Free and special price claims

Are there special rules for describing something as free or a free trial or for special price or savings claims?

The use of the words such as ‘free’ and ‘free trial’ or other expressions with the same meaning on marketing campaigns shall be permitted only when there is no actual cost to the consumer concerning the promised free item.

In campaigns involving the payment of expenses to be paid by the consumer, such as postal charges, freight, delivery charges, database consumption, or taxes, it is necessary to specify to the consumer, in a prominent way, all the expenses involved, so that the consumer easily understands the scope and limitations of the announced benefit.

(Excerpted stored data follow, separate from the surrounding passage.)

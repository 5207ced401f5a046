// src/exec/task_runner.rs

//! Worker that runs one task's steps to a terminal state.

use std::path::PathBuf;
use std::process::{ExitStatus, Stdio};
use std::sync::Arc;
use std::time::Duration;

use nix::sys::signal::Signal;
use tokio::io::{AsyncBufReadExt, AsyncRead, BufReader};
use tokio::process::{Child, Command};
use tokio::sync::{mpsc, oneshot, watch};
use tokio::task::JoinHandle;
use tokio::time::{sleep_until, timeout, Instant};
use tracing::{debug, error, info, warn};

use crate::cleanup::{remove_locks, shutdown_server, signal_group, sweep_runtime_processes};
use crate::config::EngineSettings;
use crate::exec::handle::{FailureCause, TaskId, TaskOutcome, TaskReport, TaskState};
use crate::exec::spec::{CommandSpec, TaskSpec};
use crate::exec::supervisor::{Slot, SlotRelease};
use crate::fs::FileSystem;
use crate::runtime::{ProcessEnvironment, RuntimeDescriptor};

/// How long to keep reading after a child exits. Orphaned helpers may hold
/// the pipes open indefinitely.
const DRAIN_WINDOW: Duration = Duration::from_millis(500);

/// Stand-in deadline for budgets too large to add to the current instant.
const FAR_FUTURE: Duration = Duration::from_secs(86400 * 365 * 30);

/// Everything a worker owns for the lifetime of one task.
pub(crate) struct Worker {
    pub id: TaskId,
    pub spec: TaskSpec,
    pub timeout: Duration,
    pub runtime: Arc<RuntimeDescriptor>,
    pub prefix: PathBuf,
    pub env: Arc<ProcessEnvironment>,
    pub settings: EngineSettings,
    pub fs: Arc<dyn FileSystem>,
    pub slot: Slot,
    pub state_tx: watch::Sender<TaskState>,
    pub progress_tx: watch::Sender<(usize, usize)>,
    pub log_tx: mpsc::UnboundedSender<String>,
    pub report_tx: oneshot::Sender<TaskReport>,
}

#[derive(Debug, Clone, Copy, PartialEq, Eq)]
enum Interrupt {
    Cancel,
    Timeout,
}

enum StepEnd {
    Exited(ExitStatus),
    WaitFailed(std::io::Error),
    Interrupted(Interrupt),
}

/// Per-task output sink: forwards to the live stream and keeps a copy.
struct LogSink {
    tx: mpsc::UnboundedSender<String>,
    lines: Vec<String>,
}

impl LogSink {
    fn push(&mut self, line: String) {
        // The caller may have dropped its stream; the report still gets it.
        let _ = self.tx.send(line.clone());
        self.lines.push(line);
    }
}

/// Run the task to completion and publish its terminal state.
///
/// Publication order: release the slot, close the log stream, publish the
/// terminal state, deliver the report.
pub(crate) async fn run_task(worker: Worker, mut cancel_rx: oneshot::Receiver<()>) {
    let Worker {
        id,
        spec,
        timeout: budget,
        runtime,
        prefix,
        env,
        settings,
        fs,
        slot,
        state_tx,
        progress_tx,
        log_tx,
        report_tx,
    } = worker;

    let release = SlotRelease::new(slot, id);
    let deadline = deadline_after(budget);
    let mut sink = LogSink {
        tx: log_tx,
        lines: Vec::new(),
    };
    let total = spec.steps.len();
    let mut outcome = TaskOutcome::Completed { exit_code: 0 };
    let mut torn_down = false;
    let mut last_group = None;

    for (index, step) in spec.steps.iter().enumerate() {
        info!(task = %id, step = index + 1, total, label = %step.label, "starting step");

        let mut child = match spawn_step(step, &spec, &env) {
            Ok(child) => child,
            Err(e) => {
                let msg = format!("{}: {e}", step.program.display());
                if step.fatal {
                    error!(task = %id, error = %msg, "failed to spawn step");
                    outcome = TaskOutcome::Failed(FailureCause::Spawn(msg));
                    break;
                }
                warn!(task = %id, error = %msg, "failed to spawn optional step; continuing");
                sink.push(format!("warning: could not start '{}': {e}", step.label));
                progress_tx.send_replace((index + 1, total));
                continue;
            }
        };

        let pgid = child.id();
        last_group = pgid;
        let (line_tx, mut line_rx) = mpsc::unbounded_channel();
        let readers = attach_readers(&mut child, line_tx, id);

        let end = supervise(&mut child, &mut line_rx, &mut sink, &mut cancel_rx, deadline).await;

        match end {
            StepEnd::Exited(status) => {
                let cancelled = drain(&mut line_rx, &mut sink, &mut cancel_rx).await;
                abort_all(readers);

                if cancelled {
                    info!(task = %id, "cancelled while draining output; tearing down");
                    tear_down(Some(&mut child), pgid, &runtime, &env, &prefix, &settings, fs.as_ref()).await;
                    torn_down = true;
                    outcome = TaskOutcome::Cancelled;
                    break;
                }

                let code = status.code().unwrap_or(-1);
                debug!(task = %id, step = index + 1, code, "step exited");
                progress_tx.send_replace((index + 1, total));

                if status.success() {
                    outcome = TaskOutcome::Completed { exit_code: code };
                } else if step.fatal {
                    outcome = TaskOutcome::Failed(FailureCause::NonZeroExit(code));
                    break;
                } else {
                    warn!(task = %id, label = %step.label, code, "optional step failed; continuing");
                    sink.push(format!("warning: '{}' exited with code {code}", step.label));
                }
            }
            StepEnd::WaitFailed(e) => {
                abort_all(readers);
                error!(task = %id, error = %e, "lost track of step process");
                tear_down(Some(&mut child), pgid, &runtime, &env, &prefix, &settings, fs.as_ref()).await;
                torn_down = true;
                outcome = TaskOutcome::Failed(FailureCause::NonZeroExit(-1));
                break;
            }
            StepEnd::Interrupted(interrupt) => {
                abort_all(readers);
                info!(task = %id, ?interrupt, "tearing down task");
                tear_down(Some(&mut child), pgid, &runtime, &env, &prefix, &settings, fs.as_ref()).await;
                torn_down = true;
                outcome = match interrupt {
                    Interrupt::Cancel => TaskOutcome::Cancelled,
                    Interrupt::Timeout => TaskOutcome::Failed(FailureCause::Timeout),
                };
                break;
            }
        }
    }

    // A request that arrived after the last wakeup still gets a full teardown.
    if release.close() && !torn_down {
        info!(task = %id, "cancelled after the last step exited; tearing down");
        tear_down(None, last_group, &runtime, &env, &prefix, &settings, fs.as_ref()).await;
        outcome = TaskOutcome::Cancelled;
    }

    let LogSink { tx, lines } = sink;
    drop(release);
    drop(tx);
    state_tx.send_replace(outcome.state());

    info!(task = %id, label = %spec.label, outcome = ?outcome, "task finished");
    let _ = report_tx.send(TaskReport {
        id,
        label: spec.label,
        outcome,
        log: lines,
    });
}

fn spawn_step(step: &CommandSpec, spec: &TaskSpec, env: &ProcessEnvironment) -> std::io::Result<Child> {
    let mut cmd = Command::new(&step.program);
    cmd.args(&step.args)
        .stdin(Stdio::null())
        .stdout(Stdio::piped())
        .stderr(Stdio::piped())
        .process_group(0)
        .kill_on_drop(true);
    env.apply(&mut cmd);
    if let Some(dir) = spec.working_dir.as_deref() {
        cmd.current_dir(dir);
    }
    cmd.spawn()
}

/// Wait for the child to exit while forwarding its output, unless the task
/// is cancelled or runs out of time first.
async fn supervise(
    child: &mut Child,
    lines: &mut mpsc::UnboundedReceiver<String>,
    sink: &mut LogSink,
    cancel_rx: &mut oneshot::Receiver<()>,
    deadline: Instant,
) -> StepEnd {
    let mut lines_open = true;
    loop {
        tokio::select! {
            biased;

            _ = &mut *cancel_rx => return StepEnd::Interrupted(Interrupt::Cancel),

            _ = sleep_until(deadline) => return StepEnd::Interrupted(Interrupt::Timeout),

            line = lines.recv(), if lines_open => match line {
                Some(line) => sink.push(line),
                None => lines_open = false,
            },

            status = child.wait() => match status {
                Ok(status) => return StepEnd::Exited(status),
                Err(e) => return StepEnd::WaitFailed(e),
            },
        }
    }
}

/// Read stdout and stderr as byte lines, decode permissively and merge them
/// into one channel. Each stream keeps its own order.
fn attach_readers(
    child: &mut Child,
    tx: mpsc::UnboundedSender<String>,
    id: TaskId,
) -> Vec<JoinHandle<()>> {
    let mut handles = Vec::new();
    if let Some(stdout) = child.stdout.take() {
        handles.push(tokio::spawn(read_lines(stdout, tx.clone(), id, "stdout")));
    }
    if let Some(stderr) = child.stderr.take() {
        handles.push(tokio::spawn(read_lines(stderr, tx, id, "stderr")));
    }
    handles
}

async fn read_lines<R>(stream: R, tx: mpsc::UnboundedSender<String>, id: TaskId, name: &'static str)
where
    R: AsyncRead + Unpin,
{
    let mut reader = BufReader::new(stream);
    let mut buf = Vec::new();
    loop {
        buf.clear();
        match reader.read_until(b'\n', &mut buf).await {
            Ok(0) => break,
            Ok(_) => {
                while matches!(buf.last(), Some(b'\n' | b'\r')) {
                    buf.pop();
                }
                let line = String::from_utf8_lossy(&buf).into_owned();
                if tx.send(line).is_err() {
                    break;
                }
            }
            Err(e) => {
                warn!(task = %id, stream = name, error = %e, "output read failed; ignoring rest of stream");
                break;
            }
        }
    }
}

fn deadline_after(budget: Duration) -> Instant {
    let now = Instant::now();
    now.checked_add(budget).unwrap_or_else(|| now + FAR_FUTURE)
}

/// Forward output still buffered after the child exited. Returns `true`
/// when cancellation was requested meanwhile.
async fn drain(
    lines: &mut mpsc::UnboundedReceiver<String>,
    sink: &mut LogSink,
    cancel_rx: &mut oneshot::Receiver<()>,
) -> bool {
    let until = sleep_until(Instant::now() + DRAIN_WINDOW);
    tokio::pin!(until);
    loop {
        tokio::select! {
            biased;

            _ = &mut *cancel_rx => return true,

            line = lines.recv() => match line {
                Some(line) => sink.push(line),
                None => return false,
            },

            _ = &mut until => {
                debug!("output still open after child exit; giving up on the rest");
                return false;
            }
        }
    }
}

fn abort_all(readers: Vec<JoinHandle<()>>) {
    for reader in readers {
        reader.abort();
    }
}

/// Cancellation sequence shared by cancel and timeout.
///
/// Runs in full even if the child has already exited: the runtime commonly
/// leaves helper processes and stale locks behind. `child` is `None` once
/// the last step has been reaped.
async fn tear_down(
    child: Option<&mut Child>,
    pgid: Option<u32>,
    runtime: &RuntimeDescriptor,
    env: &ProcessEnvironment,
    prefix: &std::path::Path,
    settings: &EngineSettings,
    fs: &dyn FileSystem,
) {
    let grace = settings.grace_period;

    if let Some(pgid) = pgid {
        signal_group(pgid, Signal::SIGTERM);
    }
    shutdown_server(runtime, env, grace).await;

    if let Some(child) = child {
        match timeout(grace, child.wait()).await {
            Ok(Ok(status)) => debug!(code = ?status.code(), "child exited after SIGTERM"),
            Ok(Err(e)) => warn!(error = %e, "waiting for child after SIGTERM failed"),
            Err(_) => debug!(?grace, "child still running after grace period"),
        }
        // Anything left in the group is force-killed, exited leader or not.
        if let Some(pgid) = pgid {
            signal_group(pgid, Signal::SIGKILL);
        }
        if let Err(e) = child.kill().await {
            debug!(error = %e, "child already reaped");
        }
    } else if let Some(pgid) = pgid {
        signal_group(pgid, Signal::SIGKILL);
    }

    let sweep = sweep_runtime_processes(prefix, &settings.process_names, grace).await;
    if !sweep.terminated.is_empty() {
        info!(count = sweep.terminated.len(), "swept leftover runtime processes");
    }

    let removed = remove_locks(fs, prefix);
    debug!(count = removed.len(), "removed lock artifacts");
}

In addition, regarding special price or saving claims, is important to highlight that is very common in Brazil to sale products in installments with or without interest. In these sort of transactions, the advertiser must inform the consumers of the original price, the quantity of installments and the final price. If applicable, it is also necessary to inform the interest, bank fees, expenses (total effective cost), as well as the original price and the final price to be paid by the consumer on the transaction.

New and improved

Are there special rules for claiming a product is new or improved?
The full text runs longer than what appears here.